Aude est assise recroquevillée sur elle-même sur un petit lit dans une petite cellule dont l’accès vers l’extérieur est bloqué par un champs de force bourdonnant comme un vol de centaines d’abeilles. Il grillerait sur place toute personne désirant le traverser. La pièce n’est composée que d’un lit de métal soudé au sol surplombé d’un matelas dont on ne voudrait connaître l’origine mais qui dégage une odeur suffisante à faire vomir qui que ce soit, d’un lavabo, et de toilettes ne disposant même pas d’un distributeur de papier. Les murs, le sol, le plafond sont faits d’amalgames de gravats de roches hyper contractées, de plomb et de titane, quelque chose de plus dur et plus impénétrable que le béton, et qui ne laisse rien filtrer. Il n’y a pas de lumière dans la cellule. Seuls les plafonniers du couloir derrière les barreaux imaginaires distillent une atmosphère glauque où les ombres semblent s’imposer comme de véritables composant de cet univers restreint.
Ainsi, pour Aude, dans son délire, chaque ombre est un composant de son appartement parisien… autant que sa mémoire malmenée puisse l’aider à se le remémorer. Manifestement, plongée dans une sorte de cauchemar, seul son corps est ici ; Son esprit est ailleurs.
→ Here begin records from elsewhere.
use tracing::debug;

use crate::model::{Finding, GameTheoryContext, ProtocolInput, RiskCategory};

use super::{mev::is_sandwich_prone, placeholder_category, CategoryAnalyzer};

/// Strategic-behavior risk: equilibrium structure, dominant strategies,
/// coordination failures, mechanism flaws, and multi-agent dynamics.
///
/// Unlike the tally analyzers this category scores by confidence-weighted
/// severity: each finding's confidence is mapped to a severity weight and
/// the score is the weighted mean over findings.
pub struct GameTheoryAnalyzer;

const CATEGORY: &str = "gameTheory";

const DAY_SECS: f64 = 86_400.0;

impl CategoryAnalyzer for GameTheoryAnalyzer {
    fn name(&self) -> &'static str {
        CATEGORY
    }

    fn analyze(&self, input: &ProtocolInput) -> RiskCategory {
        let mut findings = Vec::new();
        analyze_nash_equilibria(input, &mut findings);
        analyze_dominant_strategies(input, &mut findings);
        analyze_coordination_games(input, &mut findings);
        analyze_mechanism_design(input, &mut findings);
        analyze_multi_agent_dynamics(input, &mut findings);

        if findings.is_empty() {
            return placeholder_category(
                CATEGORY,
                0.0,
                "Input contains too little data for strategic analysis.",
            );
        }

        let score = confidence_weighted_score(&findings);
        debug!(category = CATEGORY, score, findings = findings.len(), "scored");
        RiskCategory::new(CATEGORY, score, findings)
    }
}

/// Map confidence to a severity weight, multiply back by confidence, and
/// average over findings. Capped at 10 by the category constructor.
fn confidence_weighted_score(findings: &[Finding]) -> f64 {
    let total: f64 = findings
        .iter()
        .map(|f| severity_weight(f.confidence) * f.confidence)
        .sum();
    total / findings.len() as f64
}

fn severity_weight(confidence: f64) -> f64 {
    if confidence >= 0.85 {
        10.0
    } else if confidence >= 0.7 {
        7.0
    } else if confidence >= 0.5 {
        4.0
    } else {
        1.0
    }
}

fn analyze_nash_equilibria(input: &ProtocolInput, findings: &mut Vec<Finding>) {
    if let Some(tvl) = input.tvl.filter(|t| *t > 0.0) {
        let pool_liquidity = input.total_pool_liquidity();
        if !input.pools().is_empty() && pool_liquidity / tvl < 0.3 {
            findings.push(
                Finding::new(
                    "Bank Run Equilibrium Structure",
                    format!(
                        "Only {:.0}% of TVL is liquid. Depositors face two stable outcomes: \
                         everyone stays, or everyone rushes the exit and latecomers take the \
                         loss. Any scare can flip the system to the bad equilibrium.",
                        pool_liquidity / tvl * 100.0
                    ),
                    0.75,
                )
                .with_attack_vector("Panic trigger tips depositors into the run equilibrium")
                .with_mitigation("Hold larger liquid reserves or add withdrawal rate limits")
                .with_game_theory(GameTheoryContext::NashEquilibrium {
                    equilibria: vec![
                        "All depositors remain; protocol stays solvent".to_string(),
                        "All depositors exit; last movers absorb the shortfall".to_string(),
                    ],
                }),
            );
        }
    }

    if let Some(gov) = input.governance.as_ref() {
        if let (Some(power), Some(quorum)) = (gov.top_holder_voting_power, gov.quorum) {
            if power > 0.33 && power < 0.5 && quorum > 0.2 {
                findings.push(
                    Finding::new(
                        "Governance Deadlock Equilibrium",
                        format!(
                            "A {:.0}% bloc can veto anything but pass nothing against a {:.0}% \
                             quorum. Mutual blocking is stable and the protocol cannot adapt.",
                            power * 100.0,
                            quorum * 100.0
                        ),
                        0.7,
                    )
                    .with_mitigation("Add deadlock-breaking mechanisms such as decaying quorum")
                    .with_game_theory(GameTheoryContext::NashEquilibrium {
                        equilibria: vec![
                            "Large bloc vetoes all proposals; remaining holders cannot reach quorum"
                                .to_string(),
                        ],
                    }),
                );
            }
        }
    }
}

fn analyze_dominant_strategies(input: &ProtocolInput, findings: &mut Vec<Finding>) {
    if let Some(t) = input.tokenomics.as_ref() {
        if let (Some(rate), Some(circulating)) = (t.emission_rate, t.circulating_supply) {
            if circulating > 0.0 && rate * 24.0 / circulating > 0.01 {
                findings.push(
                    Finding::new(
                        "Farm-and-Dump Dominant Strategy",
                        format!(
                            "Daily emissions dilute supply by {:.1}%. Selling rewards \
                             immediately beats holding no matter what other farmers do, so \
                             rational LPs dump continuously.",
                            rate * 24.0 / circulating * 100.0
                        ),
                        0.8,
                    )
                    .with_mitigation("Vest emissions or pay rewards in non-transferable points")
                    .with_game_theory(GameTheoryContext::DominantStrategy {
                        strategy: "Harvest and immediately sell emissions".to_string(),
                        dominance: "strict".to_string(),
                    }),
                );
            }
        }
    }

    if input.pools().iter().any(is_sandwich_prone) {
        findings.push(
            Finding::new(
                "MEV Extraction Dominant Strategy",
                "At least one pool is thin and busy enough that sandwiching its flow is \
                 profitable regardless of what other searchers do; extraction pressure is \
                 structural, not incidental."
                    .to_string(),
                0.85,
            )
            .with_attack_vector("Competing searchers bid up bribes to bracket user swaps")
            .with_mitigation("Move orderflow to private channels or batch auctions")
            .with_game_theory(GameTheoryContext::DominantStrategy {
                strategy: "Sandwich large swaps in thin pools".to_string(),
                dominance: "strict".to_string(),
            }),
        );
    }
}

fn analyze_coordination_games(input: &ProtocolInput, findings: &mut Vec<Finding>) {
    if let Some(period) = input.governance.as_ref().and_then(|g| g.voting_period) {
        if period < 5.0 * DAY_SECS {
            findings.push(
                Finding::new(
                    "Schelling Point Governance Attack",
                    format!(
                        "A {:.1}-day voting window gives dispersed honest voters too little \
                         time to coordinate, while an organized attacker votes as one bloc.",
                        period / DAY_SECS
                    ),
                    0.6,
                )
                .with_mitigation("Extend voting periods and add proposal alert channels")
                .with_game_theory(GameTheoryContext::CoordinationGame {
                    focal_point: "Attacker bloc votes early; dispersed voters never converge"
                        .to_string(),
                }),
            );
        }
    }

    let thin_pools = input
        .pools()
        .iter()
        .filter(|p| p.liquidity < 100_000.0)
        .count();
    if thin_pools >= 2 {
        findings.push(
            Finding::new(
                "Cross-Venue Oracle Manipulation",
                format!(
                    "{} pools are thin enough to move cheaply. An attacker can shift price on \
                     several venues at once, defeating oracles that median across them.",
                    thin_pools
                ),
                0.7,
            )
            .with_attack_vector("Simultaneous manipulation of multiple thin reference pools")
            .with_mitigation("Weight oracle sources by depth, not venue count")
            .with_game_theory(GameTheoryContext::CoordinationGame {
                focal_point: "Manipulate all thin venues in the same block".to_string(),
            }),
        );
    }
}

fn analyze_mechanism_design(input: &ProtocolInput, findings: &mut Vec<Finding>) {
    if input.governance.is_some() {
        // Token-weighted voting is never fully incentive-compatible;
        // flag it whenever governance exists at all.
        findings.push(
            Finding::new(
                "Strategic Voting Incentives",
                "Token-weighted voting rewards strategic behavior: vote buying, last-minute \
                 swings, and abstention games are all individually rational."
                    .to_string(),
                0.55,
            )
            .with_mitigation("Consider commit-reveal voting or conviction-weighted mechanisms")
            .with_game_theory(GameTheoryContext::MechanismFlaw {
                violation: "Incentive compatibility".to_string(),
                fix: "Commit-reveal ballots with time-locked voting power".to_string(),
            }),
        );
    }

    let total_volume = input.total_pool_volume();
    let fee_revenue: f64 = input.pools().iter().map(|p| p.fees * p.volume24h).sum();
    let mev_leakage = total_volume * 0.005;
    // Zero-fee pools with real volume are the worst case: searchers are
    // paid and LPs are not. With no pools at all both sides are zero and
    // the comparison stays false.
    if mev_leakage > 0.5 * fee_revenue {
        findings.push(
            Finding::new(
                "MEV Leakage Exceeds Fee Budget",
                format!(
                    "Estimated MEV extraction (${:.0}/day) exceeds half of LP fee revenue \
                     (${:.0}/day). The mechanism pays searchers better than the participants \
                     it is meant to reward.",
                    mev_leakage, fee_revenue
                ),
                0.75,
            )
            .with_mitigation("Recapture MEV via auctions or protocol-owned orderflow")
            .with_game_theory(GameTheoryContext::MechanismFlaw {
                violation: "Budget balance".to_string(),
                fix: "MEV recapture auction returning proceeds to LPs".to_string(),
            }),
        );
    }
}

fn analyze_multi_agent_dynamics(input: &ProtocolInput, findings: &mut Vec<Finding>) {
    if let Some(tvl) = input.tvl.filter(|t| *t > 0.0) {
        if !input.pools().is_empty() && input.total_pool_liquidity() / tvl < 0.2 {
            findings.push(
                Finding::new(
                    "Liquidation Cascade Dynamics",
                    "Liquid depth is far below locked value; forced selling from one \
                     liquidation moves prices enough to trigger the next, and the feedback \
                     loop accelerates."
                        .to_string(),
                    0.7,
                )
                .with_mitigation("Cap position sizes relative to liquid depth")
                .with_game_theory(GameTheoryContext::MultiAgentDynamics {
                    dynamic: "Self-reinforcing liquidation spiral".to_string(),
                }),
            );
        }
    }

    if input.pools().iter().any(|p| p.volume24h > 100_000.0) {
        findings.push(
            Finding::new(
                "Front-Running Arms Race",
                "Pools with six-figure daily flow attract competing searchers whose bidding \
                 escalates until most extractable value goes to block producers."
                    .to_string(),
                0.6,
            )
            .with_game_theory(GameTheoryContext::MultiAgentDynamics {
                dynamic: "Escalating priority-fee competition among searchers".to_string(),
            }),
        );
    }

    if let Some(delay) = input.governance.as_ref().and_then(|g| g.timelock_delay) {
        if delay < 2.0 * DAY_SECS {
            findings.push(
                Finding::new(
                    "Information Asymmetry Window",
                    format!(
                        "A {:.0}-hour timelock lets insiders who followed the proposal act on \
                         its outcome while ordinary users are still unaware.",
                        delay / 3600.0
                    ),
                    0.65,
                )
                .with_mitigation("Lengthen the timelock and broadcast execution schedules")
                .with_game_theory(GameTheoryContext::MultiAgentDynamics {
                    dynamic: "Insiders front-run parameter changes on unequal information"
                        .to_string(),
                }),
            );
        }
    }
}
Derrière ses lunettes qui nous donnent un aperçu démesuré de ses yeux bleus, alors que nous vivons à une époque où toute correction de la vue est praticable, Aude semble se noyer dans l’infini. Ses yeux sont fixés sur un point loin en face d’elle, bien au-delà de la cloison qui devrait barrer son regard. Elle erre dans les limbes de souvenirs produits par un cerveau plus proche d’une masse spongieuse inerte que du véritable système compliqué de neurones qui nous habite. Son temps, celui qu’elle perçoit, s’écoule avec une lenteur excessive. Deux de nos jours seraient pour elle quelques secondes. Deux de ses jours seraient pour nous une éternité.
Après tout, il n’y a pas grand-chose dans son esprit laminé par une torture contre laquelle il ne faudrait pas être humain pour résister. Son esprit est vide d’ailleurs, quoi que pas tout à fait. C’est comme si vous vous arrêtiez de fonctionner l’espace d’une minute après une journée de fatigue, et que vous repreniez là où vous en étiez en vous secouant. Mais elle ne se secoue pas encore, et peut être qu’elle ne le peut pas. Elle est encore dans ce pseudo rêve…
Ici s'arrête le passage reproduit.